AUG 24, 2016 1:01 PM PDT

What makes a poison ivy rash so irritating?

WRITTEN BY: Kara Marker
The symptoms of poison ivy rashes and other skin conditions are commonly known. For poison ivy, it’s a painful and irritating rash that can last for weeks, but until now scientists have been baffled as to the molecular explanation for the condition. Of all the immune cells that exist in the different layers of the skin, researchers have finally identified the one that is responsible for the poison ivy rash.
Urushiol (in green) entrapped by CD1a molecule (in pink), which mediates the inflammatory response.
In a collaboration from Monash University and Harvard University, scientists have implicated immune molecule CD1a as the molecular cause for the painful reaction that results from skin exposure to poison ivy leaves. CD1a is a lipid-presenting molecule found to be abundantly expressed in the surface of Langerhans cells (LCs), dendritic cells of the immune system that are found in the epithelia of the respiratory, digestive, and urogenital tracts in addition to the layers of the epidermis.

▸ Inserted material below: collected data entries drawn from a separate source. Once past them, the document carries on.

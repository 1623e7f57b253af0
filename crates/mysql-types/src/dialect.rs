//! The MySQL dialect: capabilities, escaping and type overrides.

use dtype_core::kinds::{DateType, StorageOverride, UuidType};
use dtype_core::types::StringOptions;
use dtype_core::{
    CapabilityTable, CheckConstraint, CitextSupport, DataType, DecimalCapabilities, Descriptor,
    Dialect, FloatCapabilities, IntegerCapabilities, Result, Specialization, SqlEscaper,
    TypeBehavior, TypeId, TypeSystemOptions, Value,
};
use std::sync::Arc;

/// Name the dialect reports in messages.
pub const DIALECT_NAME: &str = "mysql";

/// Collation used for case-insensitive text.
pub const CASE_INSENSITIVE_COLLATION: &str = "utf8mb4_general_ci";

/// MySQL literal syntax: backslash escapes and backtick identifiers.
#[derive(Debug, Clone, Copy, Default)]
pub struct MySQLEscaper;

impl SqlEscaper for MySQLEscaper {
    fn escape_string(&self, value: &str) -> String {
        let mut out = String::with_capacity(value.len() + 2);
        out.push('\'');
        for c in value.chars() {
            match c {
                '\0' => out.push_str("\\0"),
                '\n' => out.push_str("\\n"),
                '\r' => out.push_str("\\r"),
                '\x08' => out.push_str("\\b"),
                '\t' => out.push_str("\\t"),
                '\x1a' => out.push_str("\\Z"),
                '\\' | '\'' | '"' => {
                    out.push('\\');
                    out.push(c);
                }
                c => out.push(c),
            }
        }
        out.push('\'');
        out
    }

    fn quote_identifier(&self, identifier: &str) -> String {
        format!("`{}`", identifier.replace('`', "``"))
    }
}

/// What MySQL supports natively.
pub fn capabilities() -> CapabilityTable {
    let float = FloatCapabilities {
        nan: false,
        infinity: false,
        zerofill: true,
        unsigned: true,
        scale_and_precision: true,
    };
    CapabilityTable {
        collate_binary: true,
        citext: CitextSupport::Collation(CASE_INSENSITIVE_COLLATION.to_string()),
        ints: IntegerCapabilities {
            tinyint: true,
            mediumint: true,
            unsigned: true,
            zerofill: true,
            length: true,
        },
        float,
        real: float,
        double: float,
        decimal: Some(DecimalCapabilities {
            constrained: true,
            unconstrained: false,
            nan: false,
            infinity: false,
            zerofill: true,
            unsigned: true,
        }),
        boolean: false,
        json: true,
        geometry: true,
        enums: true,
        text_lengths: true,
        blob_lengths: true,
        ..CapabilityTable::default()
    }
}

/// Spatial column: `POINT SRID 4326`, `GEOMETRY`.
fn spatial(d: &Descriptor) -> Result<String> {
    let options = d.data_type().geometry_options().copied().unwrap_or_default();
    let name = options
        .geometry_type
        .map_or("GEOMETRY", |kind| kind.sql_name());
    Ok(match options.srid {
        Some(srid) => format!("{name} SRID {srid}"),
        None => name.to_string(),
    })
}

/// DATE stored in `DATETIME(p)`, which carries no offset.
///
/// Values are sent as wall-clock time in the configured time zone.
#[derive(Debug, Clone, Copy, Default)]
pub struct MySQLDateTime;

impl TypeBehavior for MySQLDateTime {
    fn storage_type(&self, d: &Descriptor) -> Result<String> {
        DateType.storage_type(d)
    }

    fn validate(&self, d: &Descriptor, value: &Value) -> Result<()> {
        DateType.validate(d, value)
    }

    fn sanitize(&self, d: &Descriptor, value: Value) -> Result<Value> {
        DateType.sanitize(d, value)
    }

    fn parse_from_storage(&self, d: &Descriptor, raw: Value) -> Result<Value> {
        DateType.parse_from_storage(d, raw)
    }

    fn to_transport(&self, d: &Descriptor, value: &Value) -> Result<Value> {
        let Value::DateTime(instant) = DateType.sanitize(d, value.clone())? else {
            return DateType.to_transport(d, value);
        };
        let local = d.timezone().convert(&instant);
        Ok(Value::String(
            local.format("%Y-%m-%d %H:%M:%S%.3f").to_string(),
        ))
    }

    fn are_equivalent(&self, d: &Descriptor, a: &Value, b: &Value) -> bool {
        DateType.are_equivalent(d, a, b)
    }
}

/// UUID kept in a `CHAR(36) BINARY` column.
#[derive(Debug, Clone, Copy, Default)]
pub struct MySQLUuid;

impl TypeBehavior for MySQLUuid {
    fn check_supported(&self, spec: &mut Specialization<'_>) -> Result<()> {
        let replacement = DataType::Char(StringOptions {
            length: 36,
            binary: true,
        });
        let reason = format!(
            "{} has no UUID; storing the textual form in a binary CHAR(36)",
            spec.dialect().name()
        );
        spec.fall_back(
            Some(replacement),
            Some(CheckConstraint::UuidFormat),
            reason,
        );
        Ok(())
    }

    fn storage_type(&self, d: &Descriptor) -> Result<String> {
        UuidType.storage_type(d)
    }

    fn validate(&self, d: &Descriptor, value: &Value) -> Result<()> {
        UuidType.validate(d, value)
    }

    fn sanitize(&self, d: &Descriptor, value: Value) -> Result<Value> {
        UuidType.sanitize(d, value)
    }

    fn parse_from_storage(&self, d: &Descriptor, raw: Value) -> Result<Value> {
        let raw = match raw {
            Value::Bytes(bytes) => match String::from_utf8(bytes) {
                Ok(text) => Value::String(text),
                Err(e) => Value::Bytes(e.into_bytes()),
            },
            other => other,
        };
        UuidType.parse_from_storage(d, raw)
    }

    fn are_equivalent(&self, d: &Descriptor, a: &Value, b: &Value) -> bool {
        UuidType.are_equivalent(d, a, b)
    }
}

/// Build the MySQL dialect with the given options.
pub fn mysql_dialect(options: TypeSystemOptions) -> Arc<Dialect> {
    Dialect::builder(DIALECT_NAME)
        .capabilities(capabilities())
        .escaper(MySQLEscaper)
        .options(options)
        .override_type(TypeId::Date, MySQLDateTime)
        .override_type(TypeId::Uuid, MySQLUuid)
        .override_type(
            TypeId::Geometry,
            StorageOverride::new(TypeId::Geometry, spatial),
        )
        .build()
}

LCs have been long-known to be involved in skin immunosurveillance, especially the process of presenting antigens to naive T cells in order to trigger the adaptive immune response. “This [research] highlights CD1a's role in sudden and uncomfortable skin reactions," said Monash Professor Jamie Rossjohn.

Scientists knew for a long time that CD1a was present in high levels in the skin, but what was unknown was CD1a’s role in skin immunity, specifically if it was involved in inflammatory skin disorders. CD1a is missing in mice, an extremely common animal population for scientific studies. To remedy the lack of CD1a in the favorite animal model, researchers from the present study introduced CD1a into mice in the lab.

They were looking for a CD1a response after the mice were exposed to urushiol, the active ingredient in poison ivy plants found in Northern America, Europe, and Australia. They used human participants as well to study the immune response to poison ivy exposure.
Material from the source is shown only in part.